Provided data |

-- Opening Marker --

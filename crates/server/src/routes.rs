//! JSON API:
//! - `POST /api/v1/search` — resolve a free-text query and run the search

use std::sync::Arc;

use axum::{
    extract::State,
    http::StatusCode,
    response::{IntoResponse, Response},
    routing::post,
    Json, Router,
};
use matzip_agent::{LlmClient, SearchAgent, SearchOutcome};
use matzip_core::domain::action::ParamMap;
use matzip_core::domain::result::SearchResult;
use matzip_search::SearchBackend;
use serde::{Deserialize, Serialize};
use tracing::info;
use uuid::Uuid;

#[derive(Debug, Deserialize)]
pub struct SearchRequest {
    #[serde(default)]
    pub query: String,
}

#[derive(Debug, Serialize)]
pub struct ActionEcho {
    pub strategy: String,
    pub params: ParamMap,
}

#[derive(Debug, Serialize)]
pub struct SearchResponse {
    pub query: String,
    pub action: ActionEcho,
    #[serde(skip_serializing_if = "Option::is_none")]
    pub reasoning: Option<String>,
    pub attempts: u32,
    pub satisfactory: bool,
    pub verdict_reason: String,
    pub widened: bool,
    pub result: SearchResult,
}

impl From<SearchOutcome> for SearchResponse {
    fn from(outcome: SearchOutcome) -> Self {
        Self {
            query: outcome.query,
            action: ActionEcho {
                strategy: outcome.action.strategy.as_str().to_owned(),
                params: outcome.action.params,
            },
            reasoning: outcome.reasoning,
            attempts: outcome.attempts,
            satisfactory: outcome.satisfactory,
            verdict_reason: outcome.verdict_reason,
            widened: outcome.widened,
            result: outcome.result,
        }
    }
}

#[derive(Debug, Serialize)]
pub struct ApiError {
    pub error: String,
}

pub fn router<L, B>(agent: Arc<SearchAgent<L, B>>) -> Router
where
    L: LlmClient + 'static,
    B: SearchBackend + 'static,
{
    Router::new().route("/api/v1/search", post(search::<L, B>)).with_state(agent)
}

pub async fn search<L: LlmClient, B: SearchBackend>(
    State(agent): State<Arc<SearchAgent<L, B>>>,
    Json(request): Json<SearchRequest>,
) -> Response {
    let query = request.query.trim();
    if query.is_empty() {
        return (
            StatusCode::BAD_REQUEST,
            Json(ApiError { error: "질의가 필요합니다".to_owned() }),
        )
            .into_response();
    }

    let correlation_id = Uuid::new_v4();
    info!(
        event_name = "api.search.received",
        correlation_id = %correlation_id,
        "search request received"
    );

    let outcome = agent.resolve_and_search(query).await;

    info!(
        event_name = "api.search.completed",
        correlation_id = %correlation_id,
        strategy = %outcome.action.strategy,
        total = outcome.result.total,
        widened = outcome.widened,
        "search request completed"
    );

    (StatusCode::OK, Json(SearchResponse::from(outcome))).into_response()
}
//! Search backend client and the seven query strategies.
//!
//! The backend is an inverted-index document store (Elasticsearch `_search`
//! contract) reached through the [`backend::SearchBackend`] trait; query
//! bodies are built in [`queries`] and executed by
//! [`strategies::RestaurantIndex`], which converts every backend fault into
//! a degraded-but-valid `SearchResult` rather than propagating it.

pub mod backend;
pub mod queries;
pub mod strategies;

pub use backend::{EsClient, Hit, QueryResponse, SearchBackend};
pub use strategies::RestaurantIndex;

-- Closing Marker --

Assignment | Whenever a line in the records contains the word "Uuid", copy that line.

Result of this task |
use uuid::Uuid;
    let correlation_id = Uuid::new_v4();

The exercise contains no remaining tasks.